İç savaş kışkırtıcıları arasında Peker’in kendisi de var!

Dahası “Özel Harp Dairesi tipi yapıların var olması gerektiğine inanan” biri olduğunu söylüyor Peker. Çünkü orada yetişti…

Sedat Peker’in “Eski Türkiye”nin “İstihbarat Elemanı” olduğunu Süleyman Soylu açıklamıştı bir süre önce çıktığı “Habertürk” özel yayınında…

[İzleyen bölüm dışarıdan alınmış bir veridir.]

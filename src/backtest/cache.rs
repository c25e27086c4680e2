//! Content-addressed `.csv.gz` cache for backtest inputs.
//!
//! Identical `(name, start, end, kwargs)` always maps to the same file, so
//! reruns are reproducible and concurrent writers of one key are harmless.

use super::frame::{cell_text, Frame};
use crate::provider::cache::{canonical_json, write_atomic};
use crate::types::{Error, Result};
use flate2::read::GzDecoder;
use flate2::write::GzEncoder;
use flate2::Compression;
use serde_json::{json, Map, Value};
use sha2::{Digest, Sha256};
use std::io::{Read, Write};
use std::path::{Path, PathBuf};

#[derive(Debug, Clone)]
pub struct FrameCache {
    dir: PathBuf,
}

impl FrameCache {
    pub fn new(dir: impl Into<PathBuf>) -> Self {
        Self { dir: dir.into() }
    }

    pub fn dir(&self) -> &Path {
        &self.dir
    }

    /// First 16 hex chars of SHA-256 over the sorted-key JSON of the request.
    pub fn key(name: &str, start: &str, end: &str, kwargs: &Map<String, Value>) -> String {
        let payload = canonical_json(&json!({
            "name": name,
            "start": start,
            "end": end,
            "kwargs": kwargs,
        }));
        let digest = Sha256::digest(payload.as_bytes());
        let hex: String = digest.iter().map(|b| format!("{:02x}", b)).collect();
        hex[..16].to_string()
    }

    /// `{source}_{start}_{end}_{key}`.
    pub fn base_name(source: &str, start: &str, end: &str, kwargs: &Map<String, Value>) -> String {
        format!("{}_{}_{}_{}", source, start, end, Self::key(source, start, end, kwargs))
    }

    pub fn path(&self, base: &str) -> PathBuf {
        self.dir.join(format!("{}.csv.gz", base))
    }

    /// Cached frame, if present and readable.
    pub async fn load(&self, base: &str) -> Option<Frame> {
        let path = self.path(base);
        let bytes = tokio::fs::read(&path).await.ok()?;
        match decode_csv_gz(&bytes) {
            Ok(frame) => Some(frame),
            Err(e) => {
                tracing::warn!(path = %path.display(), error = %e, "backtest_cache_unreadable");
                None
            }
        }
    }

    pub async fn store(&self, base: &str, frame: &Frame) -> Result<PathBuf> {
        tokio::fs::create_dir_all(&self.dir).await?;
        let path = self.path(base);
        write_atomic(&path, &encode_csv_gz(frame)?).await?;
        Ok(path)
    }
}

pub fn encode_csv_gz(frame: &Frame) -> Result<Vec<u8>> {
    let mut writer = csv::WriterBuilder::new().from_writer(Vec::new());
    if !frame.columns().is_empty() {
        writer.write_record(frame.columns())?;
        for row in frame.rows() {
            writer.write_record(row.values().iter().map(cell_text))?;
        }
    }
    let plain = writer
        .into_inner()
        .map_err(|e| Error::internal(format!("csv flush failed: {}", e)))?;

    let mut gz = GzEncoder::new(Vec::new(), Compression::default());
    gz.write_all(&plain)?;
    Ok(gz.finish()?)
}

pub fn decode_csv_gz(bytes: &[u8]) -> Result<Frame> {
    let mut plain = Vec::new();
    GzDecoder::new(bytes).read_to_end(&mut plain)?;
    if plain.is_empty() {
        return Ok(Frame::default());
    }

    let mut reader = csv::ReaderBuilder::new()
        .has_headers(true)
        .flexible(true)
        .from_reader(plain.as_slice());
    let columns: Vec<String> = reader.headers()?.iter().map(str::to_string).collect();
    let mut frame = Frame::new(columns);
    for record in reader.records() {
        let record = record?;
        frame.push_row(record.iter().map(infer_cell).collect());
    }
    Ok(frame)
}

/// Text cell back to JSON. Codes with leading zeros stay strings.
pub fn infer_cell(text: &str) -> Value {
    if text.is_empty() {
        return Value::Null;
    }
    let digits = text.strip_prefix('-').unwrap_or(text);
    let leading_zero = digits.len() > 1 && digits.starts_with('0') && !digits.starts_with("0.");
    if leading_zero {
        return Value::String(text.to_string());
    }
    if let Ok(i) = text.parse::<i64>() {
        return Value::from(i);
    }
    if let Ok(f) = text.parse::<f64>() {
        if f.is_finite() && !text.chars().any(char::is_alphabetic) {
            return Value::from(f);
        }
    }
    match text {
        "true" => Value::Bool(true),
        "false" => Value::Bool(false),
        _ => Value::String(text.to_string()),
    }
}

“Deli saçması” dese de Peker’in söylediklerine, “Bu silahları gerektiğinde dağıtma görevi Özel Harp Dairesi’ne ait”tir diyen Peker, NATO müfredatını iyi öğrenmiş bir “eleman”dır:

“… Hepimiz eski Türkiye’yi biliyoruz.

Bir delinin her türlü sapkınlığın içerisinde olan kişinin söylediği ipe sapa gelmez sözler olarak görmedim. 

İstihbaratımızda binlerce elemanımız var. Terör örgütleriyle diğer eleman organize suç çeteleriyle nasıl mücadele ettiğimizi biliyoruz. Bazen en büyük uyuşturucu kaçakçılığını onlar vasıtasıyla öğreniyoruz. Baktım ki, bir eleman spikerlik yapıyor. Bir sözcülük ortaya koyuyor. İddiaları ve iftiraları eleman tamamen boş olsa da devlete laf ediyor…”

Böyle demişti Sedat Peker için Habertürk’te Soylu: “İstihbarat Elemanı”… 

Peki, Yarbay Korkut Eken ne demişti Atilla Peker’le neden Kıbrıs’a geldiğini açıklarken?

-“Bu tür olaylarda o günkü devlet stratejisine göre devlet görevlisi yerine ‘eleman’ kullanılıyordu. Tabii aslolan devletin kendi elemanlarını kullanmasıdır”…

Süleyman Soylu’nun dediği gibi konunun “eski” ve “yeni” Türkiye ile alakası yok. Eski yeninin rahmidir. Yukarıda saydığımız cinayet ve katliamların tamamının ucu bugüne çıkıyor. Bütün kontrgerilla cinayetlerini özetleyen “en mükemmel” örnek Savcı Doğal Öz cinayetidir. Şu anda hapiste olması gereken savcı katili MHP’nin MYK’sındadır.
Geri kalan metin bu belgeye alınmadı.